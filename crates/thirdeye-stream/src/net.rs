//! # Socket Setup
//!
//! UDP socket creation for the receive path, including optional binding to
//! a specific network (interface name or local address) so the camera feed
//! keeps arriving over the intended link when several are up.

use anyhow::{bail, Context, Result};
use socket2::{Domain, Protocol, SockAddr, Socket, Type};
use std::net::{IpAddr, Ipv4Addr, SocketAddr, UdpSocket};
use std::time::Duration;
use tracing::{debug, warn};

/// Kernel receive buffer requested for video sockets.
const RECV_BUFFER_BYTES: usize = 4 * 1024 * 1024;

/// Which network the receive socket is pinned to.
#[derive(Debug, Clone, PartialEq, Eq)]
pub enum NetworkBinding {
    /// Network interface name, e.g. `wlan0`.
    Interface(String),
    /// Local address to bind to.
    Address(IpAddr),
}

impl std::fmt::Display for NetworkBinding {
    fn fmt(&self, f: &mut std::fmt::Formatter<'_>) -> std::fmt::Result {
        match self {
            NetworkBinding::Interface(name) => write!(f, "iface:{name}"),
            NetworkBinding::Address(ip) => write!(f, "addr:{ip}"),
        }
    }
}

/// Create a UDP socket bound to `port` with address reuse and a read
/// timeout so a blocking receive wakes up periodically.
pub fn bind_udp(
    port: u16,
    binding: Option<&NetworkBinding>,
    read_timeout: Duration,
) -> Result<UdpSocket> {
    let ip = match binding {
        None => IpAddr::V4(Ipv4Addr::UNSPECIFIED),
        Some(NetworkBinding::Address(ip)) => *ip,
        Some(NetworkBinding::Interface(_)) => IpAddr::V4(Ipv4Addr::UNSPECIFIED),
    };
    let mut addr = SocketAddr::new(ip, port);

    let socket = Socket::new(Domain::for_address(addr), Type::DGRAM, Some(Protocol::UDP))
        .context("failed to create UDP socket")?;
    socket
        .set_reuse_address(true)
        .context("failed to set SO_REUSEADDR")?;
    if let Err(e) = socket.set_recv_buffer_size(RECV_BUFFER_BYTES) {
        warn!(error = %e, "failed to enlarge receive buffer");
    }

    if let Some(NetworkBinding::Interface(iface)) = binding {
        if !bind_to_device(&socket, iface) {
            match resolve_iface_ipv4(iface) {
                Some(ip) => {
                    debug!(iface = %iface, %ip, "binding to interface address instead of device");
                    addr = SocketAddr::new(ip, port);
                }
                None => bail!("interface {iface} not found or has no IPv4 address"),
            }
        }
    }

    socket
        .bind(&SockAddr::from(addr))
        .with_context(|| format!("failed to bind UDP socket to {addr}"))?;
    socket
        .set_read_timeout(Some(read_timeout))
        .context("failed to set read timeout")?;

    Ok(socket.into())
}

#[cfg(target_os = "linux")]
fn bind_to_device(socket: &Socket, iface: &str) -> bool {
    match socket.bind_device(Some(iface.as_bytes())) {
        Ok(()) => true,
        Err(e) => {
            warn!(iface = %iface, error = %e, "SO_BINDTODEVICE failed");
            false
        }
    }
}

#[cfg(not(target_os = "linux"))]
fn bind_to_device(_socket: &Socket, _iface: &str) -> bool {
    false
}

/// Resolve a network interface name (e.g., "eth0") to its first IPv4 address.
/// Returns `None` if the interface doesn't exist or has no IPv4 address.
#[cfg(unix)]
pub fn resolve_iface_ipv4(iface: &str) -> Option<IpAddr> {
    // SAFETY: the list returned by getifaddrs is only read while alive and
    // freed exactly once.
    unsafe {
        let mut ifaddrs: *mut libc::ifaddrs = std::ptr::null_mut();
        if libc::getifaddrs(&mut ifaddrs) != 0 {
            return None;
        }

        let mut current = ifaddrs;
        let mut result = None;

        while !current.is_null() {
            let ifa = &*current;
            if !ifa.ifa_addr.is_null() {
                let name = std::ffi::CStr::from_ptr(ifa.ifa_name).to_string_lossy();
                if name == iface && i32::from((*ifa.ifa_addr).sa_family) == libc::AF_INET {
                    let addr = &*(ifa.ifa_addr as *const libc::sockaddr_in);
                    result = Some(IpAddr::V4(Ipv4Addr::from(u32::from_be(
                        addr.sin_addr.s_addr,
                    ))));
                    break;
                }
            }
            current = ifa.ifa_next;
        }

        libc::freeifaddrs(ifaddrs);
        result
    }
}

#[cfg(not(unix))]
pub fn resolve_iface_ipv4(_iface: &str) -> Option<IpAddr> {
    None
}

#[cfg(test)]
mod tests {
    use super::*;

    #[cfg(target_os = "linux")]
    #[test]
    fn resolve_loopback_returns_127() {
        assert_eq!(
            resolve_iface_ipv4("lo"),
            Some(IpAddr::V4(Ipv4Addr::LOCALHOST))
        );
    }

    #[test]
    fn resolve_unknown_iface_is_none() {
        assert_eq!(resolve_iface_ipv4("definitely-not-an-iface0"), None);
    }

    #[test]
    fn bind_ephemeral_port() {
        let sock = bind_udp(0, None, Duration::from_millis(50)).unwrap();
        let addr = sock.local_addr().unwrap();
        assert_ne!(addr.port(), 0);
        assert_eq!(sock.read_timeout().unwrap(), Some(Duration::from_millis(50)));
    }

    #[test]
    fn bind_to_loopback_address() {
        let binding = NetworkBinding::Address(IpAddr::V4(Ipv4Addr::LOCALHOST));
        let sock = bind_udp(0, Some(&binding), Duration::from_millis(50)).unwrap();
        assert_eq!(sock.local_addr().unwrap().ip(), IpAddr::V4(Ipv4Addr::LOCALHOST));
    }

    #[test]
    fn unknown_interface_fails() {
        let binding = NetworkBinding::Interface("definitely-not-an-iface0".into());
        assert!(bind_udp(0, Some(&binding), Duration::from_millis(50)).is_err());
    }

    #[test]
    fn display_binding() {
        assert_eq!(NetworkBinding::Interface("wlan0".into()).to_string(), "iface:wlan0");
        assert_eq!(
            NetworkBinding::Address(IpAddr::V4(Ipv4Addr::LOCALHOST)).to_string(),
            "addr:127.0.0.1"
        );
    }
}
use std::net::{IpAddr, SocketAddr};
use std::time::Duration;

use serde::Deserialize;

use crate::decoder::bridge::BridgeConfig;
use crate::decoder::DecoderBackend;
use crate::media::reassembler::ReassemblerConfig;
use crate::net::NetworkBinding;
use crate::session::SessionConfig;

pub const CONFIG_VERSION: u32 = 1;

/// UDP port used when neither the file nor the command line names one.
pub const DEFAULT_PORT: u16 = 5000;

/// Decoder element for the GStreamer backend.
pub const DEFAULT_GST_ELEMENT: &str = "v4l2h264dec";

#[derive(Debug, Clone, Default, Deserialize)]
#[serde(default)]
pub struct ThirdeyeConfigInput {
    pub version: u32,
    pub receiver: ReceiverConfigInput,
    pub reassembler: ReassemblerConfigInput,
    pub decoder: DecoderConfigInput,
    pub capture: CaptureConfigInput,
    pub metrics: MetricsConfigInput,
}

#[derive(Debug, Clone, Default, Deserialize)]
#[serde(default)]
pub struct ReceiverConfigInput {
    pub port: Option<u16>,
    pub interface: Option<String>,
    pub bind_address: Option<String>,
    pub read_timeout_ms: Option<u64>,
    pub shutdown_timeout_ms: Option<u64>,
}

#[derive(Debug, Clone, Default, Deserialize)]
#[serde(default)]
pub struct ReassemblerConfigInput {
    pub sync_loss_limit: Option<usize>,
    pub max_nal_bytes: Option<usize>,
}

#[derive(Debug, Clone, Default, Deserialize)]
#[serde(default)]
pub struct DecoderConfigInput {
    pub backend: Option<String>,
    pub element: Option<String>,
    pub queue_capacity: Option<usize>,
    pub poll_interval_ms: Option<u64>,
    pub input_timeout_ms: Option<u64>,
    pub shutdown_timeout_ms: Option<u64>,
}

#[derive(Debug, Clone, Default, Deserialize)]
#[serde(default)]
pub struct CaptureConfigInput {
    pub jpeg_quality: Option<u8>,
}

#[derive(Debug, Clone, Default, Deserialize)]
#[serde(default)]
pub struct MetricsConfigInput {
    pub bind: Option<String>,
}

/// Fully resolved configuration.
#[derive(Debug, Clone)]
pub struct ThirdeyeConfig {
    pub version: u32,
    pub port: u16,
    pub session: SessionConfig,
    pub backend: DecoderBackend,
    pub gst_element: String,
    pub metrics_bind: Option<SocketAddr>,
}

impl Default for ThirdeyeConfig {
    fn default() -> Self {
        Self {
            version: CONFIG_VERSION,
            port: DEFAULT_PORT,
            session: SessionConfig::default(),
            backend: DecoderBackend::Null,
            gst_element: DEFAULT_GST_ELEMENT.to_string(),
            metrics_bind: None,
        }
    }
}

fn non_empty(value: Option<String>) -> Option<String> {
    value.and_then(|v| {
        let trimmed = v.trim();
        if trimmed.is_empty() {
            None
        } else {
            Some(trimmed.to_string())
        }
    })
}

impl ThirdeyeConfigInput {
    pub fn resolve(self) -> Result<ThirdeyeConfig, String> {
        let version = if self.version == 0 {
            CONFIG_VERSION
        } else {
            self.version
        };
        if version != CONFIG_VERSION {
            return Err(format!("Unsupported config version {}", version));
        }

        let defaults = SessionConfig::default();

        // An interface wins over an address when both are set.
        let binding = match (
            non_empty(self.receiver.interface),
            non_empty(self.receiver.bind_address),
        ) {
            (Some(iface), _) => Some(NetworkBinding::Interface(iface)),
            (None, Some(addr)) => Some(NetworkBinding::Address(
                addr.parse::<IpAddr>()
                    .map_err(|e| format!("Invalid receiver.bind_address '{}': {}", addr, e))?,
            )),
            (None, None) => None,
        };

        let reassembler = ReassemblerConfig {
            sync_loss_limit: self
                .reassembler
                .sync_loss_limit
                .unwrap_or(defaults.reassembler.sync_loss_limit)
                .max(1024),
            max_nal_bytes: self
                .reassembler
                .max_nal_bytes
                .unwrap_or(defaults.reassembler.max_nal_bytes)
                .max(64 * 1024),
        };

        let bridge_defaults = BridgeConfig::default();
        let ms = |v: Option<u64>, d: Duration| v.map(Duration::from_millis).unwrap_or(d);
        let bridge = BridgeConfig {
            queue_capacity: self
                .decoder
                .queue_capacity
                .unwrap_or(bridge_defaults.queue_capacity)
                .max(1),
            poll_interval: ms(self.decoder.poll_interval_ms, bridge_defaults.poll_interval),
            input_timeout: ms(self.decoder.input_timeout_ms, bridge_defaults.input_timeout),
            shutdown_timeout: ms(
                self.decoder.shutdown_timeout_ms,
                bridge_defaults.shutdown_timeout,
            ),
        };

        let read_timeout = ms(self.receiver.read_timeout_ms, defaults.read_timeout);
        if read_timeout.is_zero() {
            return Err("receiver.read_timeout_ms must be greater than 0".into());
        }

        let backend = match non_empty(self.decoder.backend) {
            Some(name) => name.parse::<DecoderBackend>().map_err(|e| e.to_string())?,
            None => DecoderBackend::Null,
        };

        let metrics_bind = match non_empty(self.metrics.bind) {
            Some(addr) => Some(
                addr.parse::<SocketAddr>()
                    .map_err(|e| format!("Invalid metrics.bind '{}': {}", addr, e))?,
            ),
            None => None,
        };

        Ok(ThirdeyeConfig {
            version,
            port: self.receiver.port.unwrap_or(DEFAULT_PORT),
            session: SessionConfig {
                binding,
                read_timeout,
                shutdown_timeout: ms(self.receiver.shutdown_timeout_ms, defaults.shutdown_timeout),
                reassembler,
                bridge,
                jpeg_quality: self
                    .capture
                    .jpeg_quality
                    .unwrap_or(defaults.jpeg_quality)
                    .clamp(1, 100),
            },
            backend,
            gst_element: non_empty(self.decoder.element)
                .unwrap_or_else(|| DEFAULT_GST_ELEMENT.to_string()),
            metrics_bind,
        })
    }
}

impl ThirdeyeConfig {
    pub fn from_toml_str(input: &str) -> Result<Self, String> {
        if input.trim().is_empty() {
            return Ok(ThirdeyeConfig::default());
        }
        let parsed: ThirdeyeConfigInput =
            toml::from_str(input).map_err(|e| format!("Invalid config TOML: {}", e))?;
        parsed.resolve()
    }

    pub fn from_file(path: &std::path::Path) -> Result<Self, String> {
        let text = std::fs::read_to_string(path)
            .map_err(|e| format!("Failed to read {}: {}", path.display(), e))?;
        Self::from_toml_str(&text)
    }
}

──────────────────────────────

__WHAT TO PRODUCE__. Your task is to retype the entries verbatim, starting with the line that holds "use super::*;" and stopping after the line that holds "let addr = sock.local_addr().unwrap();".

__RESPONSE AREA__.
    use super::*;

    #[cfg(target_os = "linux")]
    #[test]
    fn resolve_loopback_returns_127() {
        assert_eq!(
            resolve_iface_ipv4("lo"),
            Some(IpAddr::V4(Ipv4Addr::LOCALHOST))
        );
    }

    #[test]
    fn resolve_unknown_iface_is_none() {
        assert_eq!(resolve_iface_ipv4("definitely-not-an-iface0"), None);
    }

    #[test]
    fn bind_ephemeral_port() {
        let sock = bind_udp(0, None, Duration::from_millis(50)).unwrap();
        let addr = sock.local_addr().unwrap();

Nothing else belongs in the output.